'''

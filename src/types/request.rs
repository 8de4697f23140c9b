//! A single, fully concrete authorization request.

use std::fmt::{Display, Formatter, Result as FmtResult};

use crate::error::PolicyError;

use super::{EntityUid, Value};

/// Principal, action and resource are entity references; the context is a
/// record (empty when not supplied).
#[derive(Debug, Clone, PartialEq, Eq)]
pub struct Request {
    pub principal: EntityUid,
    pub action: EntityUid,
    pub resource: EntityUid,
    pub context: Value,
}

impl Request {
    pub fn new(principal: EntityUid, action: EntityUid, resource: EntityUid) -> Self {
        Request {
            principal,
            action,
            resource,
            context: Value::empty_record(),
        }
    }

    /// Replaces the context, which must be a record.
    pub fn with_context(mut self, context: Value) -> Result<Self, PolicyError> {
        if !matches!(context, Value::Record(_)) {
            return Err(PolicyError::RequestTypeError(format!(
                "context must be a record, got {}",
                context.type_of()
            )));
        }
        self.context = context;
        Ok(self)
    }

    /// Builds a request from untyped values, rejecting anything that is not an
    /// entity reference in the principal/action/resource slots.
    pub fn from_values(
        principal: &Value,
        action: &Value,
        resource: &Value,
        context: Value,
    ) -> Result<Self, PolicyError> {
        let entity = |slot: &str, v: &Value| match v {
            Value::EntityUid(uid) => Ok(uid.clone()),
            other => Err(PolicyError::RequestTypeError(format!(
                "{slot} must be an entity, got {}",
                other.type_of()
            ))),
        };
        Request::new(
            entity("principal", principal)?,
            entity("action", action)?,
            entity("resource", resource)?,
        )
        .with_context(context)
    }
}

impl Display for Request {
    fn fmt(&self, f: &mut Formatter<'_>) -> FmtResult {
        write!(
            f,
            "principal={}, action={}, resource={}, context={}",
            self.principal, self.action, self.resource, self.context
        )
    }
}
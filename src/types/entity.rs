//! Entities and the store the evaluator reads them from.

use std::collections::{BTreeMap, HashMap, HashSet};

use crate::error::PolicyError;

use super::{EntityUid, Value};

/// An entity: its attributes, tags and direct parents.
#[derive(Debug, Clone, PartialEq, Eq)]
pub struct Entity {
    uid: EntityUid,
    parents: HashSet<EntityUid>,
    attrs: BTreeMap<String, Value>,
    tags: BTreeMap<String, Value>,
}

impl Entity {
    pub fn new(uid: EntityUid) -> Self {
        Entity {
            uid,
            parents: HashSet::new(),
            attrs: BTreeMap::new(),
            tags: BTreeMap::new(),
        }
    }

    pub fn with_parent(mut self, parent: EntityUid) -> Self {
        self.parents.insert(parent);
        self
    }

    pub fn with_parents(mut self, parents: impl IntoIterator<Item = EntityUid>) -> Self {
        self.parents.extend(parents);
        self
    }

    pub fn with_attr(mut self, key: impl Into<String>, value: impl Into<Value>) -> Self {
        self.attrs.insert(key.into(), value.into());
        self
    }

    pub fn with_tag(mut self, key: impl Into<String>, value: impl Into<Value>) -> Self {
        self.tags.insert(key.into(), value.into());
        self
    }

    pub fn uid(&self) -> &EntityUid {
        &self.uid
    }

    pub fn parents(&self) -> &HashSet<EntityUid> {
        &self.parents
    }

    pub fn attr(&self, key: &str) -> Option<&Value> {
        self.attrs.get(key)
    }

    pub fn attrs(&self) -> &BTreeMap<String, Value> {
        &self.attrs
    }

    pub fn tag(&self, key: &str) -> Option<&Value> {
        self.tags.get(key)
    }
}

/// Read-only source of entities, consulted synchronously during evaluation.
pub trait EntityStore {
    fn entity(&self, uid: &EntityUid) -> Option<&Entity>;
}

/// An in-memory [`EntityStore`].
#[derive(Debug, Clone, Default)]
pub struct Entities {
    by_uid: HashMap<EntityUid, Entity>,
}

impl Entities {
    pub fn empty() -> Self {
        Entities::default()
    }

    /// Builds a store, rejecting duplicate uids.
    pub fn from_entities(entities: impl IntoIterator<Item = Entity>) -> Result<Self, PolicyError> {
        let mut store = Entities::empty();
        for entity in entities {
            store.add(entity)?;
        }
        Ok(store)
    }

    pub fn add(&mut self, entity: Entity) -> Result<(), PolicyError> {
        if self.by_uid.contains_key(entity.uid()) {
            return Err(PolicyError::DuplicateEntity(entity.uid().to_string()));
        }
        self.by_uid.insert(entity.uid().clone(), entity);
        Ok(())
    }

    pub fn len(&self) -> usize {
        self.by_uid.len()
    }

    pub fn is_empty(&self) -> bool {
        self.by_uid.is_empty()
    }
}

impl EntityStore for Entities {
    fn entity(&self, uid: &EntityUid) -> Option<&Entity> {
        self.by_uid.get(uid)
    }
}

'''

*EXERCISE REQUIREMENTS*
Reproduce the records above exactly, from the first line through the line containing "when not supplied).", and output nothing else.

*RESPONSE TO THIS TASK*
filename src/types/request.rs
repository 8de4697f23140c9b
//! A single, fully concrete authorization request.

use std::fmt::{Display, Formatter, Result as FmtResult};

use crate::error::PolicyError;

use super::{EntityUid, Value};

/// Principal, action and resource are entity references; the context is a
/// record (empty when not supplied).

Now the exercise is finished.